Nelle europee, il test più seguito, perché di rilievo nazionale, il confronto con il voto più ravvicinato e vale a dire le politiche del 2001, evidenzia un incremento del centro sinistra del +2% (dal 44,5% al 46,5%), a fronte di un calo del centro destra di ben il –5,1%. Nelle forze residuali va conteggiato il calo di Democrazia europea (-2,1%), la crescita della Bonino (+0,4%), della Fiamma (+0,5%) e della lista Mussolini (+2,2%). Più che di una netta vittoria del centro sinistra si può quindi parlare di una sconfitta del centro destra, che viene penalizzato anche da una perdita alla sua destra. Il successo del centro sinistra è il prodotto di un risultato piuttosto deludente di Insieme per l’Ulivo (che grosso modo perde più del 2%) e della lista Di Pietro – Occhetto (-1,8%), cui si contrappone la crescita, di Rifondazione Comunista (+1,02%)dei Verdi, dello SDI e dei Comunisti Italiani (+0,7%). L’Udeur è difficilmente comparabile giacché in precedenza era assieme alla Margherita. E’ giu-sto quindi affermare, almeno per quanto riguarda le europee, che la sinistra di alternativa ha sostenuto il risultato complessivo del centro sinistra e, in questo senso, il risultato di Rifondazione è stato certamente significativo.

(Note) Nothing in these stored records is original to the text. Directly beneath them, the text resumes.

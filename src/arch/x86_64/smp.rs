// SPDX-License-Identifier: JOSSL-1.0
// Copyright (C) 2025 The Jotunheim Project
//! SMP bring-up: firmware tables, interrupt routing, clocks, then INIT/SIPI.
//!
//! [`Smp`] owns everything the boot CPU discovers. It is built once with
//! [`Smp::bootstrap`] while interrupts are still off, registered as the IRQ
//! controller with [`Smp::enable`], and finally wakes the application
//! processors with [`Smp::start_smp`] once interrupts are on.

use spin::{Mutex, Once};

use crate::acpi::pm_timer::PmTimer;
use crate::arch::x86_64::apic::{Calibration, LocalApic, TimerMode};
use crate::arch::x86_64::cpuid;
use crate::arch::x86_64::ioapic::IoApicSet;
use crate::arch::x86_64::msi::{self, MsiMessage};
use crate::config::{SIPI_STAGGER_BUDGET_NS, SmpConfig};
use crate::error::Result;
use crate::firmware;
use crate::irq::{INTR_APIC_SPURIOUS, INTR_APIC_TIMER, IrqController, VectorMap, reserved_vector_map};
use crate::platform::{ClockSource, CpuOps, IntrHandler, IsrContext, Platform, Width};
use crate::routing::RoutingModel;

const PIC1_DATA: u16 = 0x21;
const PIC2_DATA: u16 = 0xA1;

const IA32_MISC_ENABLE: u32 = 0x1A0;
const MISC_ENABLE_LIMIT_CPUID: u64 = 1 << 22;

/// Most APs a single start report lists as failed.
pub const MAX_REPORTED_FAILURES: usize = 16;

/// How APIC ids are laid out below each package's base id.
#[derive(Debug, Clone, Copy, PartialEq, Eq)]
pub struct Topology {
    pub packages: usize,
    pub thread_bits: u32,
    pub core_bits: u32,
    pub thread_count: u32,
    pub core_count: u32,
}

fn bits_for(count: u32) -> u32 {
    count.max(1).next_power_of_two().trailing_zeros()
}

impl Topology {
    /// Every listed APIC id is its own single-core, single-thread package.
    pub const fn flat(packages: usize) -> Self {
        Self { packages, thread_bits: 0, core_bits: 0, thread_count: 1, core_count: 1 }
    }

    /// Threads and cores per package from CPUID, for MP-table systems that
    /// only list one id per package.
    pub fn detect<P: CpuOps + ?Sized>(p: &P, packages: usize) -> Self {
        if cpuid::leaf(p, cpuid::LEAF_CACHE_TOPOLOGY, 0).is_none() {
            // firmware may cap the reported max leaf; lift the cap
            let misc = p.read_msr(IA32_MISC_ENABLE);
            if misc & MISC_ENABLE_LIMIT_CPUID != 0 {
                p.write_msr(IA32_MISC_ENABLE, misc & !MISC_ENABLE_LIMIT_CPUID);
            }
        }

        let mut thread_count = cpuid::logical_per_package(p).unwrap_or(1).max(1);
        let mut thread_bits = bits_for(thread_count);
        let core_count = cpuid::cores_per_package(p).unwrap_or(1).max(1);
        let core_bits = bits_for(core_count);

        thread_bits = thread_bits.saturating_sub(core_bits);
        thread_count /= core_count;
        if thread_count == 0 {
            log::warn!(target: "smp", "CPUID reports no threads per core, assuming one");
            thread_count = 1;
        }
        Self { packages, thread_bits, core_bits, thread_count, core_count }
    }

    pub fn per_package(&self) -> usize {
        (self.thread_count * self.core_count) as usize
    }

    pub fn cpu_count(&self) -> usize {
        self.packages * self.per_package()
    }

    /// APIC id offsets within a package: thread-major, core varies fastest.
    pub fn offsets(&self) -> impl Iterator<Item = u32> + '_ {
        (0..self.thread_count)
            .flat_map(move |thread| (0..self.core_count).map(move |core| thread | core << self.thread_bits))
    }
}

/// Outcome of [`Smp::start_smp`].
#[derive(Debug, Clone, PartialEq, Eq, Default)]
pub struct StartReport {
    /// APs a SIPI was sent to.
    pub expected: u32,
    /// Value of the started-CPU counter at the end.
    pub started: u32,
    /// APIC ids that never checked in.
    pub failed: heapless::Vec<u32, MAX_REPORTED_FAILURES>,
}

/// Everything the boot CPU learned during bring-up.
pub struct Smp<'p, P: Platform + ?Sized> {
    platform: &'p P,
    config: SmpConfig,
    model: RoutingModel,
    vectors: Mutex<VectorMap>,
    ioapics: IoApicSet,
    lapic: LocalApic,
    calibration: Calibration,
    pm_timer: Option<PmTimer>,
    topology: Once<Topology>,
}

impl<'p, P: Platform + ?Sized> Smp<'p, P> {
    /// Parse firmware tables, bring up the boot CPU's local APIC and every
    /// IOAPIC, and calibrate the clocks. All IOAPIC pins are left masked.
    pub fn bootstrap(platform: &'p P, config: SmpConfig) -> Result<Self> {
        let p = platform;
        let mut model = RoutingModel::new();
        if !firmware::locate_and_parse(p, &config, &mut model) {
            log::warn!(target: "smp", "continuing uniprocessor");
        }

        if model.have_8259_pic() {
            p.port_write(PIC1_DATA, Width::W8, 0xFF);
            p.port_write(PIC2_DATA, Width::W8, 0xFF);
            log::debug!(target: "smp", "legacy PICs masked");
        }

        let lapic = LocalApic::init(p, model.lapic_phys)?;
        lapic.online(p, true, INTR_APIC_SPURIOUS);
        lapic.open_all_irqs(p);
        if model.apic_id_list.is_empty() {
            model.apic_id_list.push(lapic.id(p));
        }

        let mut vectors = reserved_vector_map();
        let ioapics = IoApicSet::init(p, &model, &mut vectors)?;

        let pm_timer = model.fadt.as_ref().and_then(|fadt| PmTimer::from_fadt(p, fadt));
        if pm_timer.is_some() {
            p.install_clock(ClockSource::PmTimer);
        }
        let calibration = lapic.calibrate(p, pm_timer.as_ref());
        if cpuid::has_invariant_tsc(p) {
            if let Some(scale) = calibration.clock {
                log::info!(target: "smp", "invariant TSC is the time source");
                p.install_clock(ClockSource::Tsc(scale));
            }
        }

        log::info!(
            target: "smp",
            "{} CPUs listed, {} IOAPICs, {} IRQ mappings",
            model.apic_id_list.len(),
            ioapics.chips().len(),
            model.bus_irq_list.len()
        );
        Ok(Self {
            platform,
            config,
            model,
            vectors: Mutex::new(vectors),
            ioapics,
            lapic,
            calibration,
            pm_timer,
            topology: Once::new(),
        })
    }

    pub fn model(&self) -> &RoutingModel {
        &self.model
    }

    pub fn ioapics(&self) -> &IoApicSet {
        &self.ioapics
    }

    pub fn lapic(&self) -> &LocalApic {
        &self.lapic
    }

    pub fn calibration(&self) -> Calibration {
        self.calibration
    }

    pub fn topology(&self) -> Option<&Topology> {
        self.topology.get()
    }

    /// Busy-wait on the PM timer. `None` when the platform has none.
    pub fn pm_nsleep(&self, ns: u64) -> Option<u64> {
        self.pm_timer.as_ref().map(|pm| pm.nsleep(self.platform, ns))
    }

    /// Nanoseconds from the TSC, once calibration produced a scale.
    pub fn time_ns(&self) -> Option<u64> {
        let scale = self.calibration.clock?;
        Some(scale.cycles_to_ns(self.platform.rdtsc()))
    }

    fn start_periodic_timer(&self) {
        let hz = self.config.timer_hz.max(1) as u64;
        let ticks = self.calibration.apic_timer_freq / hz;
        self.lapic.configure_timer_auto(self.platform, INTR_APIC_TIMER, ticks, TimerMode::Periodic, false);
    }

    /// Per-AP setup, run on the AP once the trampoline hands over.
    pub fn ap_init(&self) {
        let p = self.platform;
        self.lapic.init_ap(p);
        self.lapic.online(p, true, INTR_APIC_SPURIOUS);
        self.lapic.open_all_irqs(p);
        self.start_periodic_timer();
    }

    /// Wake every AP. Interrupts must already be enabled.
    pub fn start_smp(&self) -> StartReport {
        let p = self.platform;
        let mut report = StartReport::default();
        self.start_periodic_timer();

        let ids = &self.model.apic_id_list;
        let topo = *self.topology.call_once(|| {
            if self.model.have_acpi() {
                Topology::flat(ids.len())
            } else {
                Topology::detect(p, ids.len())
            }
        });
        log::info!(
            target: "smp",
            "{} packages, {} cores x {} threads each",
            topo.packages,
            topo.core_count,
            topo.thread_count
        );

        p.init_tss(topo.cpu_count());
        if topo.cpu_count() <= 1 {
            log::info!(target: "smp", "uniprocessor, nothing to start");
            return report;
        }

        self.lapic.broadcast_init(p);
        p.sleep_ms(self.config.init_settle_ms);

        let page = self.config.trampoline_page();
        let stagger = SIPI_STAGGER_BUDGET_NS / topo.cpu_count().max(1) as u64;
        // MADT order need not put the boot CPU first
        let bsp = self.lapic.id(p);
        let mut expect = 0u32;
        for &base in ids.iter() {
            log::debug!(target: "smp", "package base APIC ID {}", base);
            for offset in topo.offsets() {
                let target = base + offset;
                if target == bsp {
                    continue;
                }
                log::trace!(target: "smp", "SIPI to APIC ID {}", target);
                self.lapic.send_sipi(p, target, page);
                p.nsleep(stagger);
                report.expected += 1;
                expect += 1;
                if !self.wait_started(expect) {
                    log::error!(target: "smp", "APIC ID {} did not start", target);
                    if report.failed.push(target).is_err() {
                        log::warn!(target: "smp", "too many failed CPUs to list");
                    }
                    // an AP that shows up late must not satisfy the next wait
                    expect = p.cpus_started();
                }
            }
        }

        p.smp_online();
        if ids.len() > 1 {
            self.ioapics.route_to_cpu(p, &self.model, 0, Some(1));
        }
        report.started = p.cpus_started();
        log::info!(
            target: "smp",
            "{} of {} APs started",
            report.started,
            report.expected
        );
        report
    }

    fn wait_started(&self, expect: u32) -> bool {
        let p = self.platform;
        let mut waited = 0;
        while p.cpus_started() < expect {
            if waited >= self.config.ap_start_timeout_ns {
                return false;
            }
            waited += p.nsleep(self.config.ap_poll_interval_ns);
        }
        true
    }

    /// Contiguous MSI vectors for a device; see [`msi::msi_irq_alloc`].
    pub fn msi_irq_alloc(
        &self,
        msgs: &mut [MsiMessage],
        cpu_hint: usize,
        distribute: bool,
        handler: IntrHandler,
    ) -> Option<u8> {
        msi::msi_irq_alloc(
            self.platform,
            &self.vectors,
            &self.ioapics,
            &self.model.apic_id_list,
            msgs,
            cpu_hint,
            distribute,
            handler,
        )
    }

    fn vector_for_irq(&self, irq: u8) -> Option<u8> {
        let msi_irq = self.ioapics.msi_base_irq();
        if self.ioapics.has_msi_window() && irq >= msi_irq {
            return self
                .ioapics
                .msi_base_intr()
                .checked_add(irq - msi_irq)
                .filter(|&intr| intr < INTR_APIC_TIMER);
        }
        self.ioapics.irq_vector(&self.model, irq)
    }
}

impl<P: Platform + ?Sized + 'static> Smp<'static, P> {
    /// Program every redirection entry and take over IRQ routing. Returns
    /// `false` when there is no IOAPIC to route through.
    pub fn enable(&'static self) -> bool {
        if self.ioapics.is_empty() {
            log::warn!(target: "smp", "no IOAPIC, IRQ routing stays with the PIC");
            return false;
        }
        self.ioapics.map_all(self.platform, &self.model);
        self.platform.register_irq_controller(self);
        true
    }
}

impl<P: Platform + ?Sized> IrqController for Smp<'_, P> {
    fn set_mask(&self, irq: u8, unmask: bool) {
        self.ioapics.set_mask(self.platform, &self.model, irq, unmask);
    }

    fn hook(&self, irq: u8, handler: IntrHandler) {
        match self.vector_for_irq(irq) {
            Some(intr) => self.platform.hook_intr(intr, handler),
            None => log::warn!(target: "smp", "hook of unrouted IRQ {}", irq),
        }
    }

    fn unhook(&self, irq: u8, handler: IntrHandler) {
        if let Some(intr) = self.vector_for_irq(irq) {
            self.platform.unhook_intr(intr, handler);
        }
    }

    fn set_cpu(&self, irq: u8, cpu: Option<usize>) -> bool {
        self.ioapics.route_to_cpu(self.platform, &self.model, irq, cpu)
    }

    fn dispatch(&self, intr: u8, ctx: *mut IsrContext) -> *mut IsrContext {
        self.ioapics.dispatch(self.platform, &self.lapic, &self.model, intr, ctx)
    }
}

A destra, invece, l’interpretazione è più univoca dato che il calo è attribuibile in larghissima misura a Forza Italia che da sola ottiene un –8,4%, mentre AN ha una flessione inferiore al mezzo punto percentuale e sono in crescita UDC (+2,7%) e Lega (+1,1%). Mentre la vittoria del centro sinistra ha quindi più padri, la sconfitta del centro destra ha, di fatto, un solo responsabile: Forza Italia. Si noti, tuttavia, che tale risultato è dovuto anche alla frammentazione della destra, dove le forze neo fasciste ottengono un +4,6%. Ci troviamo, cioè, di fronte di una crisi del centro destra che alimenta il non voto, lo spostamento elettorale verso partiti di sinistra alternativa o verso forze di destra che contrastano le politiche liberiste cavalcando un ambiguo populismo.

Il secondo elemento degno di nota è che il risultato complessivo determina una sostanziale parità fra i due schieramenti. Il sorpasso dell’Ulivo (+1,1%) ha un valore simbolico, di tendenza, ma dal punto di vista dei rapporti di forza siamo di fronte a due blocchi contrapposti sostanzialmente alla pari. Il dato, quindi, mette in luce una crisi del centro-destra ma di portata tale da non comportare un crollo del suo blocco sociale. L’impressione (suffragata da alcuni studi) è che anziché un travaso di voti dal centro destra al centro sinistra, si sia assistito prevalentemente a una crescita della sfiducia nei confronti di Forza Italia che ha favorito gli alleati e altre formazioni di destra e che, soprattutto, ha incrementato l’astensionismo. Il che dimostra che fra i due blocchi continua a sussistere una sorta di parziale impermeabilità e che la competizione si gioca in larga misura nella capacità di mobilitare il proprio elettorato.
Esaminando la distribuzione del voto a livello territoriale, sempre rapportandolo al 2001, l’elemento più rilevante a sinistra è la perdita subita dalla lista Uniti nell’Ulivo nel centro, mentre per il nord si ha una debole flessione e al sud una sostanziale tenuta. Questa dinamica è indicativa perché le forze della sinistra alternativa ottengono al centro il migliore risultato e un’affermazione al sud a cominciare da Rifondazione Comunista, cosa che non vale per il nord, dove le differenze sono risicate. A destra il quadro non si modifica nelle sue tendenze generali, solo che va notato come il risultato peggiore dell’alleanza di centro destra si abbia paradossalmente al sud per la frana di Forza Italia. Il che può essere spiegato, da un lato, col crescente disagio sociale che colpisce questa parte del paese e che alimenta un’avversità diffusa nei confronti del governo, testimoniata anche da alcune esplosioni di protesta popolare, dall’altro, da una modifica dell’orientamento dei ceti politici locali che tendono a riciclarsi in altre formazioni.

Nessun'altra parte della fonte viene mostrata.